[What this task involves] From the listing below, copy only the lines from the line that contains "id and mass." to the line that contains "pub fn read_system_force(&mut", counting those two lines as part of the copy.

[Records provided]
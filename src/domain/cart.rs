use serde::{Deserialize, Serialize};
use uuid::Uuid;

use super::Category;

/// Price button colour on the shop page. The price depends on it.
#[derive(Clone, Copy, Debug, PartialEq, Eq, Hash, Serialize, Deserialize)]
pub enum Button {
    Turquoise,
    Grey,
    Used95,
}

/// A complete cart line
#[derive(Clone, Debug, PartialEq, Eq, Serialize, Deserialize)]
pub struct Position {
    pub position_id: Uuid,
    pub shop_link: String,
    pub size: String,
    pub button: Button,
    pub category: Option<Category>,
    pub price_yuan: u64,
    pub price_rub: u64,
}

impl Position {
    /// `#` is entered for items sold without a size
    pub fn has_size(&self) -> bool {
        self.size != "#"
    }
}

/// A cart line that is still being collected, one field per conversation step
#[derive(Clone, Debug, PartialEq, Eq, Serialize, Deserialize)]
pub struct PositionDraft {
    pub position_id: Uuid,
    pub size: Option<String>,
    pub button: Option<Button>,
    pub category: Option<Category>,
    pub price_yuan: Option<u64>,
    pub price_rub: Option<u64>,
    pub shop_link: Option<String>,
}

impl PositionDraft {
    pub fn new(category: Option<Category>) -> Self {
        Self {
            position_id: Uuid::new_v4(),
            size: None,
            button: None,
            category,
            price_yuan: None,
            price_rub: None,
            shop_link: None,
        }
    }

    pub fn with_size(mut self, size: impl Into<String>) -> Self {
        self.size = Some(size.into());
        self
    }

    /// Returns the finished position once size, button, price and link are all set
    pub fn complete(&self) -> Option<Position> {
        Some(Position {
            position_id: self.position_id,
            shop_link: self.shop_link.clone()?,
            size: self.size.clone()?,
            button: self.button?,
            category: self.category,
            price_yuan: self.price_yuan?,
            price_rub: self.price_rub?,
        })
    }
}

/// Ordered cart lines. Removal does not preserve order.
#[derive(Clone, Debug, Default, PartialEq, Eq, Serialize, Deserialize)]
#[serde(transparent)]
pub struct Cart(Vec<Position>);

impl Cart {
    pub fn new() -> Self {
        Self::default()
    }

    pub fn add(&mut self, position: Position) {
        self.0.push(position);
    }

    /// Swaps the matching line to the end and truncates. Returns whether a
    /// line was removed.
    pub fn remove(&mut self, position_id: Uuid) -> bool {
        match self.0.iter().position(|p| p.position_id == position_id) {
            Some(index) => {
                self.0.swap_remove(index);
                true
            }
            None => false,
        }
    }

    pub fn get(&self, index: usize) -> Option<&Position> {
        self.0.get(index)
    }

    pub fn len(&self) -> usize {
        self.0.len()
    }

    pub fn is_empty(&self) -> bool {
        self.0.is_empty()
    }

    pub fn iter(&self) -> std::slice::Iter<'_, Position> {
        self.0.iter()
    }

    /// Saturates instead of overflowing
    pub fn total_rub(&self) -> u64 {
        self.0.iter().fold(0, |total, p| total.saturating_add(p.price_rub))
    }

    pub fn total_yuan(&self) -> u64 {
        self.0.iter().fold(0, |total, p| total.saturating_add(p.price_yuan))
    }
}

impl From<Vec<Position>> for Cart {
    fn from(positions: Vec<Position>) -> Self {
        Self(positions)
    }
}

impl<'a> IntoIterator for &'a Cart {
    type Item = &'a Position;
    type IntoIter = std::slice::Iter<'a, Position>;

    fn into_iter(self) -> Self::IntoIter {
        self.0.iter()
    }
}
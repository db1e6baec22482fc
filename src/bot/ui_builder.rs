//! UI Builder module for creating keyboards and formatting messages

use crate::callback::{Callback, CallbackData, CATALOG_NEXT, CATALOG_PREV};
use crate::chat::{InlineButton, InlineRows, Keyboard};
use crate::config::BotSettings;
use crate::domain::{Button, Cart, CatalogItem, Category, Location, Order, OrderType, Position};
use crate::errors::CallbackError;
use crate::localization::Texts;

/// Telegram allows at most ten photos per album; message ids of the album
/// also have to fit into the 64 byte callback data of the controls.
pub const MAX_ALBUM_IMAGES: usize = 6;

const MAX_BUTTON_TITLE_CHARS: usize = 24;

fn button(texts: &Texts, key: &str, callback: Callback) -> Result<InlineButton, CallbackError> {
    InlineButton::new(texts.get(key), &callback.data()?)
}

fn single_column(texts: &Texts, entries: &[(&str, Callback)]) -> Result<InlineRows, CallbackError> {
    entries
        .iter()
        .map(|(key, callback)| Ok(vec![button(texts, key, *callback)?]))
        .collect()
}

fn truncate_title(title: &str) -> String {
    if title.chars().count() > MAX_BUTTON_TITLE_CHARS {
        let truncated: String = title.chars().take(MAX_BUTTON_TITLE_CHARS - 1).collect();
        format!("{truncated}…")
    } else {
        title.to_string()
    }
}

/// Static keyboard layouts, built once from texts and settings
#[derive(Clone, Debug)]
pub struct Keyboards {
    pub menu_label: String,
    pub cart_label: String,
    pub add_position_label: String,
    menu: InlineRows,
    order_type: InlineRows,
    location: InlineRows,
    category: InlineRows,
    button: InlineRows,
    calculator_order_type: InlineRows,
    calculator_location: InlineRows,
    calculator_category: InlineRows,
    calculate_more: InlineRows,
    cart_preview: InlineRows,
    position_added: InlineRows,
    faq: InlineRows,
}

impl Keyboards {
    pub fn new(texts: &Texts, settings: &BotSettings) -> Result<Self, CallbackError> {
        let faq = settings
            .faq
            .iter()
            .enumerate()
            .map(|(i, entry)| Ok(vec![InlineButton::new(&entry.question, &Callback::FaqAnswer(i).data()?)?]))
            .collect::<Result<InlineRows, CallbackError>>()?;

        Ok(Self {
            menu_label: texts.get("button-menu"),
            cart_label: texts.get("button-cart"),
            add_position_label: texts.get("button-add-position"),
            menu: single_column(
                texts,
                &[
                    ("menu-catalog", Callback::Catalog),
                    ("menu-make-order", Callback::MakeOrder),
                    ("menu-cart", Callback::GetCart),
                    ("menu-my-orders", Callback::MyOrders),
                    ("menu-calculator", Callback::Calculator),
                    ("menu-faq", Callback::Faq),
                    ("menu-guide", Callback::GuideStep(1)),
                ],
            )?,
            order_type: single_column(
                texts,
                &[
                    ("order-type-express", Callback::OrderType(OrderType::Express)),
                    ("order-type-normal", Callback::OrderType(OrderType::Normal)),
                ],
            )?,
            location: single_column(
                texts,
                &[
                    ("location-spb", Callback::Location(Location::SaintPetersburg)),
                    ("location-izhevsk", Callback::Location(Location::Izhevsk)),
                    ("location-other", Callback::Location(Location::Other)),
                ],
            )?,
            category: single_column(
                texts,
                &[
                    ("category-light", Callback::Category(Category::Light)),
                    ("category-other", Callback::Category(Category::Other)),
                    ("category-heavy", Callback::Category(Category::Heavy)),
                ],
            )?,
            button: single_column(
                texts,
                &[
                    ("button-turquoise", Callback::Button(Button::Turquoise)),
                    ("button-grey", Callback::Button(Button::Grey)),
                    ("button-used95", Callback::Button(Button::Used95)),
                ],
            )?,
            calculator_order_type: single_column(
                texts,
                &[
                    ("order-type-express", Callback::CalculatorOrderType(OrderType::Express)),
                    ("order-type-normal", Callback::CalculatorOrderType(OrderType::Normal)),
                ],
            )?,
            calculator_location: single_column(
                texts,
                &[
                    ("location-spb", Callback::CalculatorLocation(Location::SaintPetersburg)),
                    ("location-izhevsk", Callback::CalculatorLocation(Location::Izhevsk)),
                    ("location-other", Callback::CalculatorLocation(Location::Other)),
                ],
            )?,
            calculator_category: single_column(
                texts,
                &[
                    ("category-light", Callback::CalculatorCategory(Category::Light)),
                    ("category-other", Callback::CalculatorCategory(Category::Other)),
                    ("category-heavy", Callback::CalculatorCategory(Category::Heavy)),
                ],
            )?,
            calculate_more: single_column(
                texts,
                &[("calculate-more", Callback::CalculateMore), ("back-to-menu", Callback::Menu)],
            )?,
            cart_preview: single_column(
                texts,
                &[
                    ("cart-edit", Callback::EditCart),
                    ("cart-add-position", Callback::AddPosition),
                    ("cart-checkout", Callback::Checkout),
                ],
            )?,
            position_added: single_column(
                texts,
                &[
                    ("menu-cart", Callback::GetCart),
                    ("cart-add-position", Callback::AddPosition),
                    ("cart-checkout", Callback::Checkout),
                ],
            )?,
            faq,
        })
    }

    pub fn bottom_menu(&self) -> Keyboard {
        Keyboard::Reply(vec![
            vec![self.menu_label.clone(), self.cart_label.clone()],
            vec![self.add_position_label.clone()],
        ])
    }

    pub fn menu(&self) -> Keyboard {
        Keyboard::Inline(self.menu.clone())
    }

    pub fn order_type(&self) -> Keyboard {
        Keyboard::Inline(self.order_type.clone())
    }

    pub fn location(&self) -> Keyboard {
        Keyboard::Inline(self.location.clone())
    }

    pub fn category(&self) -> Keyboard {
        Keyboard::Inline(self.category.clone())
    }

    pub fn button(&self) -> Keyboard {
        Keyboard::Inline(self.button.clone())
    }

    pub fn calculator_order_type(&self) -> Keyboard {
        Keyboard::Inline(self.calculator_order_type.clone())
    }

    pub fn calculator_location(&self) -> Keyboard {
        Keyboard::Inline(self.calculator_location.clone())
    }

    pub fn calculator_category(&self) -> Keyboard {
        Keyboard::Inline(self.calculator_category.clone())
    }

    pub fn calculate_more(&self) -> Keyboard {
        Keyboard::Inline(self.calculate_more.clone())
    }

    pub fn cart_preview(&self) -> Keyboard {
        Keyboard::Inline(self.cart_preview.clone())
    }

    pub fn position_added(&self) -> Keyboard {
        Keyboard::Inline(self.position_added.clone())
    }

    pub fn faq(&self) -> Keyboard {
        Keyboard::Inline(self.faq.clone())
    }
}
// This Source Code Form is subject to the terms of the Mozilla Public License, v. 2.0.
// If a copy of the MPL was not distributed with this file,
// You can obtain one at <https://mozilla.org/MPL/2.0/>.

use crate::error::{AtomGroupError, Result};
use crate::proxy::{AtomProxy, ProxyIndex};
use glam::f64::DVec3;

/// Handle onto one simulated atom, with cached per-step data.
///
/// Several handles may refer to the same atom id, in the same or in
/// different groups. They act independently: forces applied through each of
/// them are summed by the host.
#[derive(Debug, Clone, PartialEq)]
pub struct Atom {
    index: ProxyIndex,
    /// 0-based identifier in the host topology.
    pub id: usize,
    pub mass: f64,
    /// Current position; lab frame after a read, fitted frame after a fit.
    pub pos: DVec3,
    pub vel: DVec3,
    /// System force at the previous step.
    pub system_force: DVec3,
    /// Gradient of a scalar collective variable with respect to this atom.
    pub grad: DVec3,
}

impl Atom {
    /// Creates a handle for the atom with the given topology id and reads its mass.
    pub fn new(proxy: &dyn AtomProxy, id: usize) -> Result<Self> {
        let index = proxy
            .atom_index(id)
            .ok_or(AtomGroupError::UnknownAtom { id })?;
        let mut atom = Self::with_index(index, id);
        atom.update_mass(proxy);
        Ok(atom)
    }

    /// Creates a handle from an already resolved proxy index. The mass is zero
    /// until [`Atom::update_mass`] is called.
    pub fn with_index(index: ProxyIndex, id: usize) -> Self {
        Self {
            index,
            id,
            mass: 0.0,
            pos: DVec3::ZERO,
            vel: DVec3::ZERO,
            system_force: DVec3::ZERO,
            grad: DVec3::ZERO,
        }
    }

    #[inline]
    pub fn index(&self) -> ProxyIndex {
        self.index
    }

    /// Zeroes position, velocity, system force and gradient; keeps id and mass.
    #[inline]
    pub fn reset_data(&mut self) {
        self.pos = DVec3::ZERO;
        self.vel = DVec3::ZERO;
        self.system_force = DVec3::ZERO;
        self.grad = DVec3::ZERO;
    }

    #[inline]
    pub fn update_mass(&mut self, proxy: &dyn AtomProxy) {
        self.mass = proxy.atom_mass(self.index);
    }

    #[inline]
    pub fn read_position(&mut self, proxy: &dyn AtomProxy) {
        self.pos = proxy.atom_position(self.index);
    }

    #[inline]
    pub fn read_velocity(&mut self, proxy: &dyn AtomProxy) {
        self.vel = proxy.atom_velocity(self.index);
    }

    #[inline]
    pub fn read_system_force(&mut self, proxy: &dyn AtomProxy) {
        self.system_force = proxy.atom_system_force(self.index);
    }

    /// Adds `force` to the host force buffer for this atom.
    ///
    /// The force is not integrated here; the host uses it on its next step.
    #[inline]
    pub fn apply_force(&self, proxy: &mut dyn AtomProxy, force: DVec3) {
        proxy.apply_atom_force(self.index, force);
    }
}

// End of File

[Result of this task]
    /// Zeroes position, velocity, system force and gradient; keeps id and mass.
    #[inline]
    pub fn reset_data(&mut self) {
        self.pos = DVec3::ZERO;
        self.vel = DVec3::ZERO;
        self.system_force = DVec3::ZERO;
        self.grad = DVec3::ZERO;
    }

    #[inline]
    pub fn update_mass(&mut self, proxy: &dyn AtomProxy) {
        self.mass = proxy.atom_mass(self.index);
    }

    #[inline]
    pub fn read_position(&mut self, proxy: &dyn AtomProxy) {
        self.pos = proxy.atom_position(self.index);
    }

    #[inline]
    pub fn read_velocity(&mut self, proxy: &dyn AtomProxy) {
        self.vel = proxy.atom_velocity(self.index);
    }

    #[inline]
    pub fn read_system_force(&mut self, proxy: &dyn AtomProxy) {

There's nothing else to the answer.